(Collected data)
------

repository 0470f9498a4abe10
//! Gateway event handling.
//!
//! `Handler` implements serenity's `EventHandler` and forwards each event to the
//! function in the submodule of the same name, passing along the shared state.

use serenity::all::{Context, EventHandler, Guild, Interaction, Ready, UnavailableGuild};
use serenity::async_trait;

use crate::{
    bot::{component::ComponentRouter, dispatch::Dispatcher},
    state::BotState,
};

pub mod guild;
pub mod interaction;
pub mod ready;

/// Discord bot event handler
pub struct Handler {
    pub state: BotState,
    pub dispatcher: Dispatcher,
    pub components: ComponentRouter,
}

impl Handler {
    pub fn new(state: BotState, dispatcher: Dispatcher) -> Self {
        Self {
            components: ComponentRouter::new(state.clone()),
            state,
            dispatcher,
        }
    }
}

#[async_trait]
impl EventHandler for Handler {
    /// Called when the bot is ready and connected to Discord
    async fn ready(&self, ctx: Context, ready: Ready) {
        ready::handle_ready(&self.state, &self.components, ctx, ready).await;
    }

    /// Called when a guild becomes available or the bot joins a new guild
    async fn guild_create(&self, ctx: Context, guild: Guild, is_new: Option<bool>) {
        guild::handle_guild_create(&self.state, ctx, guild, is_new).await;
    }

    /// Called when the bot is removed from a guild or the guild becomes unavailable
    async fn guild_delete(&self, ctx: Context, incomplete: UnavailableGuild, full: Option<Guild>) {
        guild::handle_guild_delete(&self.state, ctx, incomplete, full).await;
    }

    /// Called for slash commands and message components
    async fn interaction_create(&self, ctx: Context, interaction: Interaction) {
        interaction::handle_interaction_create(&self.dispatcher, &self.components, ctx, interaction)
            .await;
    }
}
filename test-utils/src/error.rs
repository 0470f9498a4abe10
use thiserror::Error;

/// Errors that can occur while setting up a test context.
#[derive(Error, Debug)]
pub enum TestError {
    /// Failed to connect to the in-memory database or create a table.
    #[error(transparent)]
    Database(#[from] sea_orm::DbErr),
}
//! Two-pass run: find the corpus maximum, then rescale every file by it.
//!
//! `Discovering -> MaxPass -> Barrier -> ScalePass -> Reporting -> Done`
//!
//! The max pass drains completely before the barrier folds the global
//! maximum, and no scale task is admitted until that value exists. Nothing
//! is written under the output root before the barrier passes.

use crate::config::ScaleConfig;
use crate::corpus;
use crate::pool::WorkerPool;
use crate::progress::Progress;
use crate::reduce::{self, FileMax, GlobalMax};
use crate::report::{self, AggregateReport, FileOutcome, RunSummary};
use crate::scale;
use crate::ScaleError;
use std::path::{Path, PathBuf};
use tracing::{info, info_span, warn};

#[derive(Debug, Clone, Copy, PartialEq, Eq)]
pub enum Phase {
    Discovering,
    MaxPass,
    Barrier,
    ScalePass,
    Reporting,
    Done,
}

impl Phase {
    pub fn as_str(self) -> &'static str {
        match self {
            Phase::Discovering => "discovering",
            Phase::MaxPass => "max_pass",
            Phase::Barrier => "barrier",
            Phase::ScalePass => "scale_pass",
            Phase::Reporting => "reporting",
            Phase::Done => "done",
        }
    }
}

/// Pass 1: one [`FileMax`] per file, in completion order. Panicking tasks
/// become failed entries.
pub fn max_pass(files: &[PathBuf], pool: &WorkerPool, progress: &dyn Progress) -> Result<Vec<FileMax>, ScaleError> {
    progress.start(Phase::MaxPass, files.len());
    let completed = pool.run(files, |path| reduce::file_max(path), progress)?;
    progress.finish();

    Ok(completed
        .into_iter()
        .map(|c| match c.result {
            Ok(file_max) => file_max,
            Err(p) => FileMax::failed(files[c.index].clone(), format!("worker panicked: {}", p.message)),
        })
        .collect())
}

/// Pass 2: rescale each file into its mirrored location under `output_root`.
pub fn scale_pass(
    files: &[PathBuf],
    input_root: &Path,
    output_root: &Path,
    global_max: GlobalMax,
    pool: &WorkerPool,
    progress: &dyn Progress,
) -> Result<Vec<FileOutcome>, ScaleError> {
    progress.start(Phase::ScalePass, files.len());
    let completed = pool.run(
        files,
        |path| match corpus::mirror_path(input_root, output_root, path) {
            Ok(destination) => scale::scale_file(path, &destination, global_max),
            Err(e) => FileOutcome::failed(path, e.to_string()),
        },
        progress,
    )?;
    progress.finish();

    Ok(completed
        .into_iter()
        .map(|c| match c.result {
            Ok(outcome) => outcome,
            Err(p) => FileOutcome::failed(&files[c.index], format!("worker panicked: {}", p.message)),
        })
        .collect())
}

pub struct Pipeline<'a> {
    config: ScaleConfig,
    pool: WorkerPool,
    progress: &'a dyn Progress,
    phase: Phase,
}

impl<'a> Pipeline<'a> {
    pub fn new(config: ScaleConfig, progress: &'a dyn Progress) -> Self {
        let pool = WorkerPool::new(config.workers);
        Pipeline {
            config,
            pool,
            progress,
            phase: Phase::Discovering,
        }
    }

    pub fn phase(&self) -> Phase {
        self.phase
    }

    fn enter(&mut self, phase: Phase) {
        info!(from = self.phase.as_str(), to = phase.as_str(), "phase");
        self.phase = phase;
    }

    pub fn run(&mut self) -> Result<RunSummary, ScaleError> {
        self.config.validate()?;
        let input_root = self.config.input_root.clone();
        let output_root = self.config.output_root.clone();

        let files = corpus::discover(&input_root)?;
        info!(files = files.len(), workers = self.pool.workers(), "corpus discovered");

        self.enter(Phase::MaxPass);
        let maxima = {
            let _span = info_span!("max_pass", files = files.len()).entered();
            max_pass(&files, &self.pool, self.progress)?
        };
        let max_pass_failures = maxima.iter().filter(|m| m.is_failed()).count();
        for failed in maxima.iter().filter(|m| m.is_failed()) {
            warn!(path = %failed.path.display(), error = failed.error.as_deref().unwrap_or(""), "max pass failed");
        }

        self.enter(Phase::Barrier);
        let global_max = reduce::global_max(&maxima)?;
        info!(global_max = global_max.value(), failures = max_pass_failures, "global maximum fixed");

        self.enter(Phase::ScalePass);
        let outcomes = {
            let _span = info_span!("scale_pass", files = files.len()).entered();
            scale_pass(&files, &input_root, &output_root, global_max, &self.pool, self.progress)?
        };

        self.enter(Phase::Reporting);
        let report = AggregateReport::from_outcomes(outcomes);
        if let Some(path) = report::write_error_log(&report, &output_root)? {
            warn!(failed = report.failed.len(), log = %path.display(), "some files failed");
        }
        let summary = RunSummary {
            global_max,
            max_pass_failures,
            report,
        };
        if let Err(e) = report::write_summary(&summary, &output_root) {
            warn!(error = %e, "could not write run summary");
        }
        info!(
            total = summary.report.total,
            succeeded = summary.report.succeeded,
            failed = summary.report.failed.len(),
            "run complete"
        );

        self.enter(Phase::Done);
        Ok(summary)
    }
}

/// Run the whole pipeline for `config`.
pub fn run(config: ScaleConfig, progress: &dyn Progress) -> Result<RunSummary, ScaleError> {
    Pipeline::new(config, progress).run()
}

------

# Brief
Starting at the first line of the records above, please copy every line exactly through the line containing "the shared state.", and stop there.

# Solution to the problem
repository 0470f9498a4abe10
//! Gateway event handling.
//!
//! `Handler` implements serenity's `EventHandler` and forwards each event to the
//! function in the submodule of the same name, passing along the shared state.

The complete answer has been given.